§ **Try it**
The answer should consist of each line below that contains the word "SelectResult".

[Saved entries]
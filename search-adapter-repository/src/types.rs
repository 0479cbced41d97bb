//! Request and response types for adapter operations.

use serde_json::Value;

use search_adapter_shared::Record;

/// A search request derived from ORM criteria.
///
/// Built deterministically by the query translator; carries no hidden state.
#[derive(Debug, Clone, PartialEq)]
pub struct SearchRequest {
    /// The index to search.
    pub index: String,
    /// The backend-native body (`query`, `size`, `from`, `sort`).
    pub body: Value,
}

/// Result of a `select`.
///
/// A point lookup by id yields exactly one record; any other criteria yield
/// a list.
#[derive(Debug, Clone, PartialEq)]
pub enum SelectResult {
    /// The document fetched directly by id.
    One(Record),
    /// The hits of a search, in backend order.
    Many(Vec<Record>),
}

impl SelectResult {
    /// Flatten into a list of records.
    pub fn into_records(self) -> Vec<Record> {
        match self {
            Self::One(record) => vec![record],
            Self::Many(records) => records,
        }
    }

    /// Serialize into the ORM's JSON shape: an object or a list of objects.
    pub fn into_value(self) -> Value {
        match self {
            Self::One(record) => record.into_value(),
            Self::Many(records) => {
                Value::Array(records.into_iter().map(Record::into_value).collect())
            }
        }
    }
}

/// What provisioning did to the index.
#[derive(Debug, Clone, Copy, PartialEq, Eq)]
pub enum ProvisionOutcome {
    /// The index did not exist and was created.
    Created,
    /// The index existed; settings and mappings were re-applied.
    Updated,
}
//! # guessing-games
//!
//! Two turn-based console guessing games built on small, pure game engines.
//!
//! ## Games
//!
//! - **Box game** (`games::pairs`): 20 boxes hide 10 pairs of letters. Open
//!   two boxes per attempt; matching letters stay open. Reveal every box
//!   within 40 guesses.
//! - **Guess game** (`games::digits`): deduce a hidden 4-digit number from
//!   the count of correct and misplaced digits in each guess.
//!
//! ## Design Principles
//!
//! 1. **Pure engines**: Engines hold their own state and do no I/O. They
//!    accept validated input only; contract violations panic.
//!
//! 2. **Explicit collaborators**: Randomness (`GameRng`) and input
//!    (`Prompter`) are passed in, so every session can be replayed from a
//!    seed and scripted in tests.
//!
//! 3. **No shared abstraction**: The two engines share nothing but the
//!    session pattern around them.
//!
//! ## Modules
//!
//! - `core`: RNG, configuration, errors, process startup
//! - `secret`: Board and secret generation
//! - `games`: The pair-matching and digit-feedback engines
//! - `session`: Console turn loops, input validation, rendering

pub mod core;
pub mod games;
pub mod secret;
pub mod session;

// Re-export commonly used types
pub use crate::core::{ConfigError, DigitGameConfig, GameRng, PairGameConfig, SessionError};

pub use crate::games::digits::{score, DigitGame, Digits, GuessResult};
pub use crate::games::pairs::{Board, GameOutcome, GuessOutcome, PairGame, PendingGuess, Tile};

pub use crate::session::{
    ConsolePrompter, DigitSession, DigitSummary, PairSession, PairSummary, Prompter,
};
//! Process startup shared by the game binaries.

use tracing::info;
use tracing_subscriber::EnvFilter;

use super::error::{ConfigError, Result};
use super::rng::GameRng;

/// Environment variable that fixes the RNG seed.
pub const SEED_ENV: &str = "GUESSING_GAMES_SEED";

/// Install the log subscriber.
///
/// Logs go to stderr so they never interleave with the game on stdout.
/// Verbosity comes from `RUST_LOG`, defaulting to `warn`.
pub fn init_logging() {
    tracing_subscriber::fmt()
        .with_env_filter(
            EnvFilter::try_from_default_env().unwrap_or_else(|_| EnvFilter::new("warn")),
        )
        .with_writer(std::io::stderr)
        .init();
}

/// Build the session RNG from an optional seed value.
///
/// `None` draws a seed from OS entropy.
pub fn rng_from_seed(seed: Option<&str>) -> Result<GameRng> {
    let rng = match seed {
        Some(raw) => {
            let seed = raw.trim().parse().map_err(|_| ConfigError::InvalidSeed)?;
            GameRng::new(seed)
        }
        None => GameRng::from_entropy(),
    };
    info!(seed = rng.seed(), "session rng ready");
    Ok(rng)
}

/// Build the session RNG from [`SEED_ENV`].
pub fn rng_from_env() -> Result<GameRng> {
    let seed = std::env::var(SEED_ENV).ok();
    rng_from_seed(seed.as_deref())
}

§ **Answer box**
pub enum SelectResult {
impl SelectResult {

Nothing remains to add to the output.